Last thing to set up are the outliers. Outliers are number that are out of the bounds specified. You can set here specific limits, i.e. minimum and maximum, for each parameter and each month. An outlier would then be any number which is either equal to or above or below the specified number for that parameter and month.
The analysis will also show you a section called "nonsense values". There are certain fixed rules that the script checks and if the numbers do not comply with these, it will be evaluated as a nonsense value.
Here is a list of what is considered as nonsense value:
- humidity below 0%
- humidity above 100%
- temperature/apparent temperature below -100 degrees
- temperature/apparent temperature above 150 degrees
- pressure below 0
- pressure above 1100
- wind speed below 0
- wind gust below 0
- daily rain below 0
- wind direction degrees below 0
- wind direction degrees above 360
This is especially intended for situations where for example there is a problem with some of your sensors and the reported value is for example -9999 etc.
Last field which you probably do not know what it means is the memory field.
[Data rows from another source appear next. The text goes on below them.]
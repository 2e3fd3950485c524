//! Error types for structured error handling.
//!
//! This module provides:
//! - `ValidationError`: malformed run requests and snapshots, raised at the
//!   ingestion boundary before anything is persisted
//! - `ComputationError`: pricer failures for one position and scenario

use thiserror::Error;

/// Errors raised while validating inputs at the ingestion boundary.
///
/// # Examples
/// ```
/// use pricer_core::types::ValidationError;
///
/// let err = ValidationError::MissingProductType { position_id: "P1".to_string() };
/// assert_eq!(format!("{}", err), "Position P1 has no product_type");
/// ```
#[derive(Error, Debug, Clone, PartialEq)]
pub enum ValidationError {
    /// The position snapshot contains no positions.
    #[error("Position snapshot contains no positions")]
    EmptyPositions,

    /// A position lacks a product type.
    #[error("Position {position_id} has no product_type")]
    MissingProductType {
        /// Offending position
        position_id: String,
    },

    /// A position lacks an id.
    #[error("Position at index {index} has no position_id")]
    MissingPositionId {
        /// Index in the snapshot's position list
        index: usize,
    },

    /// Two positions share an id.
    #[error("Duplicate position_id: {0}")]
    DuplicatePosition(String),

    /// The run request names no measures.
    #[error("Run request has no measures")]
    NoMeasures,

    /// The run request names no scenarios.
    #[error("Run request has no scenarios")]
    NoScenarios,

    /// Neither a snapshot id nor inline positions were supplied, or both were.
    #[error("Run request must carry exactly one of position_snapshot_id or positions")]
    AmbiguousPositionSource,

    /// A referenced snapshot does not exist.
    #[error("Unknown {kind} snapshot: {id}")]
    UnknownSnapshot {
        /// `position` or `market`
        kind: &'static str,
        /// Snapshot id
        id: String,
    },

    /// A scalar field has an invalid value.
    #[error("Invalid {field}: {reason}")]
    InvalidField {
        /// Field name
        field: &'static str,
        /// What is wrong with it
        reason: String,
    },

    /// No pricer is registered for a position's product type.
    #[error("Unsupported product type {product_type} on position {position_id}")]
    UnsupportedProductType {
        /// Offending position
        position_id: String,
        /// Unregistered product type
        product_type: String,
    },

    /// A position's attributes do not parse into its pricer's terms.
    #[error("Invalid terms on position {position_id}: {reason}")]
    InvalidTerms {
        /// Offending position
        position_id: String,
        /// Parse failure
        reason: String,
    },

    /// Market data is structurally invalid.
    #[error("Invalid market data: {0}")]
    InvalidMarketData(String),

    /// The payload could not be serialised for hashing.
    #[error("Serialisation error: {0}")]
    Serialisation(String),
}

impl ValidationError {
    /// Create an invalid field error
    pub fn invalid_field(field: &'static str, reason: impl Into<String>) -> Self {
        Self::InvalidField {
            field,
            reason: reason.into(),
        }
    }
}

impl From<serde_json::Error> for ValidationError {
    fn from(err: serde_json::Error) -> Self {
        Self::Serialisation(err.to_string())
    }
}

/// Errors returned by pricer dispatch for a single (position, scenario).
///
/// Any of these aborts the whole task batch; the worker records the message
/// on the task row and counts it against the attempt budget.
#[derive(Error, Debug, Clone, PartialEq)]
pub enum ComputationError {
    /// No discount curve for a currency.
    #[error("Missing curve: {0}")]
    MissingCurve(String),

    /// No FX spot for a currency pair.
    #[error("Missing FX spot: {0}")]
    MissingFxSpot(String),

    /// Instrument terms are unusable.
    #[error("Invalid instrument terms: {0}")]
    InvalidTerms(String),

    /// The pricer does not produce this measure.
    #[error("Unsupported measure {measure} for {product_type}")]
    UnsupportedMeasure {
        /// Product type being priced
        product_type: String,
        /// Requested measure
        measure: String,
    },

    /// No pricer is registered for the product type.
    #[error("No pricer registered for product type {0}")]
    UnsupportedProductType(String),

    /// The scenario id is neither `BASE` nor defined on the market snapshot.
    #[error("Unknown scenario: {0}")]
    UnknownScenario(String),

    /// Market data on the snapshot is structurally unusable.
    #[error("Invalid market data: {0}")]
    InvalidMarketData(String),

    /// The computation produced a non-finite value.
    #[error("Numerical failure: {0}")]
    NumericalFailure(String),
}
This needs a bit longer explanation. This script was originally in the main template, known as dbInfo. Because however, often people ran into problems due to memory limits of PHP, I had to discontinue it. The problem is that in PHP there is always a maximum allowed size you can allocate to an array. This can be set in the server settings. However, if you do not have your own server, then this is preset by your webhosting provider and you therefore cannot change it. There is a PHP command for increasing it, but in 99% of cases this cannot override the global setting by your provider.
In practice this means that if you chose a longer interval, more data had to be fetched from the MySQL database and soon the memory was exhausted and you just got an error.
I was thinking long time how to best solve this and tried several things. I finally came up with a workaround, but please, only take this as still experimental feature. Basically, you can increase the memory limit in the setting. Then, before the MySQL is queried, the intervals are spliced into chunks, each one is processed separately and then finally, the results are aggregated. When testing it, it seemed to be working fine, but I still need more people to confirm it is working.
The way it works is this
By default always leave this to "1". If however, you get an error showing the memory was exhausted, then try increasing the number always by 1, so if you get an error, try setting the memory limit to "2". If the error persists try "3" and so on. The smaller the number the better, so you want to make sure you choose the lowest number that already works.